There is a specific moment that every TRT and hormone clinic owner eventually reaches. The ads are running. The leads are coming in. The phone is ringing. And somehow, the revenue is not where it should be.
The leads are not bad. The clinical offer is strong. The pricing is competitive. But somewhere between the lead opting in and the patient committing to a care plan, something is breaking. Consultations are being missed. Follow-up is inconsistent. Patients who seemed interested on the call are not converting. The clinic is generating real interest and not capturing the revenue that interest represents.

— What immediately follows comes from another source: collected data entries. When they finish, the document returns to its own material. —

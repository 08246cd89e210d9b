//! Transport seam.
//!
//! The wire itself belongs to the surrounding application; the refresh layer
//! only needs "send this request, tell me what happened" with failures already
//! classified into [`HttpError`]. [`ReqwestTransport`] is the production
//! implementation; tests substitute scripted transports.

use async_trait::async_trait;
use reqwest::multipart::{Form, Part};
use url::Url;

use crate::error::HttpError;
use crate::request::{ApiRequest, FormPart, FormValue, RequestBody};
use crate::response::ApiResponse;

/// Sends one request and returns a success response or a typed failure.
///
/// Implementations must return `Err` for every non-2xx status, using
/// [`HttpError::from_status`] so 401 is recognizable.
#[async_trait]
pub trait Transport: Send + Sync {
    async fn send(&self, request: &ApiRequest) -> Result<ApiResponse, HttpError>;
}

/// [`Transport`] over a `reqwest::Client` and a base URL.
#[derive(Debug, Clone)]
pub struct ReqwestTransport {
    http: reqwest::Client,
    base_url: Url,
}

impl ReqwestTransport {
    pub fn new(base_url: Url) -> Self {
        Self::with_client(reqwest::Client::new(), base_url)
    }

    /// Use a preconfigured client (timeouts, proxies, TLS roots).
    pub fn with_client(http: reqwest::Client, base_url: Url) -> Self {
        Self { http, base_url }
    }

    pub fn base_url(&self) -> &Url {
        &self.base_url
    }

    /// Append `path` to the base URL, keeping any path prefix the base has.
    fn url_for(&self, path: &str) -> Result<Url, HttpError> {
        let base = self.base_url.as_str().trim_end_matches('/');
        let path = path.trim_start_matches('/');
        Url::parse(&format!("{}/{}", base, path))
            .map_err(|e| HttpError::invalid_request(format!("invalid path {:?}: {}", path, e)))
    }
}

fn build_form(parts: &[FormPart]) -> Result<Form, HttpError> {
    let mut form = Form::new();
    for part in parts {
        form = match &part.value {
            FormValue::Text(value) => form.text(part.name.clone(), value.clone()),
            FormValue::File {
                file_name,
                content_type,
                bytes,
            } => {
                let mut file = Part::bytes(bytes.clone()).file_name(file_name.clone());
                if let Some(mime) = content_type {
                    file = file.mime_str(mime).map_err(|e| {
                        HttpError::invalid_request(format!("invalid content type {:?}: {}", mime, e))
                    })?;
                }
                form.part(part.name.clone(), file)
            }
        };
    }
    Ok(form)
}

#[async_trait]
impl Transport for ReqwestTransport {
    async fn send(&self, request: &ApiRequest) -> Result<ApiResponse, HttpError> {
        let url = self.url_for(&request.path)?;

        let mut builder = self
            .http
            .request(request.method.clone(), url)
            .headers(request.headers.clone());
        if !request.query.is_empty() {
            builder = builder.query(&request.query);
        }
        builder = match &request.body {
            RequestBody::Empty => builder,
            RequestBody::Json(value) => builder.json(value),
            RequestBody::Multipart(parts) => builder.multipart(build_form(parts)?),
        };

        let response = builder.send().await.map_err(|e| {
            HttpError::network(format!("{} {} failed: {}", request.method, request.path, e))
        })?;

        let status = response.status();
        let headers = response.headers().clone();
        let body = response.bytes().await.map_err(|e| {
            HttpError::network(format!("reading response of {} failed: {}", request.path, e))
        })?;

        if !status.is_success() {
            return Err(HttpError::from_status(
                status.as_u16(),
                String::from_utf8_lossy(&body),
            ));
        }

        Ok(ApiResponse {
            status,
            headers,
            body: body.to_vec(),
        })
    }
}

In almost every case, the root cause is the same: there is no dedicated person whose job is to handle the sales process.
This post is about how to fix that. Specifically, how to find the right person, what to look for in a candidate, where to source them, how to structure the role, and how to train them to close premium annual care plans for a hormone clinic. This is not a surface-level overview. This is the actual playbook for building the intake function that turns your marketing investment into predictable revenue.
Why Your Clinical Staff Cannot Do This Job
Before getting into the hiring process, it is worth being direct about something that most clinic owners resist hearing: your clinical staff, your front desk, your nurses, your PAs, and your physicians are not the right people to handle the sales function in your clinic. Not because they are not capable people, but because the job requires a completely different skill set and a completely different mindset.
Clinical professionals are trained to be thorough, cautious, and patient-centered in a way that prioritizes information delivery over decision facilitation. That is exactly what you want from the people treating your patients. It is the opposite of what you need from the person whose job is to guide a prospect through a financial commitment.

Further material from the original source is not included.